Even if a line seems odd, print it as it is, and include every record.

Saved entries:
----
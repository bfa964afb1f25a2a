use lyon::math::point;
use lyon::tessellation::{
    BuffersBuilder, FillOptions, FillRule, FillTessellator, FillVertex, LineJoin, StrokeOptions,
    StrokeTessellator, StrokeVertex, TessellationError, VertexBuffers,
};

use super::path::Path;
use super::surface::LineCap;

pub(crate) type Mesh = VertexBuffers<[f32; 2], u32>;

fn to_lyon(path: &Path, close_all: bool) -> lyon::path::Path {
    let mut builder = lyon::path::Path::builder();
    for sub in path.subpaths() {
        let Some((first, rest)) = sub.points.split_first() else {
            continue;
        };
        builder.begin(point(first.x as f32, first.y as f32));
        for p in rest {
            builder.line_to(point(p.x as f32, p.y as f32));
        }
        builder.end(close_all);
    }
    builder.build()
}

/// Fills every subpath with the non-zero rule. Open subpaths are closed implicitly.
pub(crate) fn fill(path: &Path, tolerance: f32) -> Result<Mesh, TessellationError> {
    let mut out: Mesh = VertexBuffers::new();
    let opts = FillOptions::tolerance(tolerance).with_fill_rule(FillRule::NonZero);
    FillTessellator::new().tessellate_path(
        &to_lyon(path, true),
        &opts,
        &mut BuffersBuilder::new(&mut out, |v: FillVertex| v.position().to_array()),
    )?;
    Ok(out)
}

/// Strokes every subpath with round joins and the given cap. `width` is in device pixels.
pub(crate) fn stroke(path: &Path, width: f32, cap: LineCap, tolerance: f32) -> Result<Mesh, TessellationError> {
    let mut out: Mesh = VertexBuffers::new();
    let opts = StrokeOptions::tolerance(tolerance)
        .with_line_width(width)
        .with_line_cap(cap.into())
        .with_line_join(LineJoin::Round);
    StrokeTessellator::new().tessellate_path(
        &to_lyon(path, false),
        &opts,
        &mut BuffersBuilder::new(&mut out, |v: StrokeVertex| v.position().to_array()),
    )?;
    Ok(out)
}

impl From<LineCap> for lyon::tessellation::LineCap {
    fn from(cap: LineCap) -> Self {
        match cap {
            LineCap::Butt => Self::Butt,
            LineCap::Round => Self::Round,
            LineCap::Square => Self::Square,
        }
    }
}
----
**SOLUTION TO THIS TASK:**
repository bfa964afb1f25a2a
use lyon::math::point;
use lyon::tessellation::{
    BuffersBuilder, FillOptions, FillRule, FillTessellator, FillVertex, LineJoin, StrokeOptions,
    StrokeTessellator, StrokeVertex, TessellationError, VertexBuffers,
};

use super::path::Path;
use super::surface::LineCap;

pub(crate) type Mesh = VertexBuffers<[f32; 2], u32>;

fn to_lyon(path: &Path, close_all: bool) -> lyon::path::Path {
    let mut builder = lyon::path::Path::builder();
    for sub in path.subpaths() {
        let Some((first, rest)) = sub.points.split_first() else {
            continue;
        };
        builder.begin(point(first.x as f32, first.y as f32));
        for p in rest {
            builder.line_to(point(p.x as f32, p.y as f32));
        }
        builder.end(close_all);
    }
    builder.build()
}

/// Fills every subpath with the non-zero rule. Open subpaths are closed implicitly.
pub(crate) fn fill(path: &Path, tolerance: f32) -> Result<Mesh, TessellationError> {
    let mut out: Mesh = VertexBuffers::new();
    let opts = FillOptions::tolerance(tolerance).with_fill_rule(FillRule::NonZero);
    FillTessellator::new().tessellate_path(
        &to_lyon(path, true),
        &opts,
        &mut BuffersBuilder::new(&mut out, |v: FillVertex| v.position().to_array()),
    )?;
    Ok(out)
}

/// Strokes every subpath with round joins and the given cap. `width` is in device pixels.
pub(crate) fn stroke(path: &Path, width: f32, cap: LineCap, tolerance: f32) -> Result<Mesh, TessellationError> {
    let mut out: Mesh = VertexBuffers::new();
    let opts = StrokeOptions::tolerance(tolerance)
        .with_line_width(width)
        .with_line_cap(cap.into())
        .with_line_join(LineJoin::Round);
    StrokeTessellator::new().tessellate_path(
        &to_lyon(path, false),
        &opts,
        &mut BuffersBuilder::new(&mut out, |v: StrokeVertex| v.position().to_array()),
    )?;
    Ok(out)
}

impl From<LineCap> for lyon::tessellation::LineCap {
    fn from(cap: LineCap) -> Self {
        match cap {
            LineCap::Butt => Self::Butt,
            LineCap::Round => Self::Round,
            LineCap::Square => Self::Square,
        }
    }
}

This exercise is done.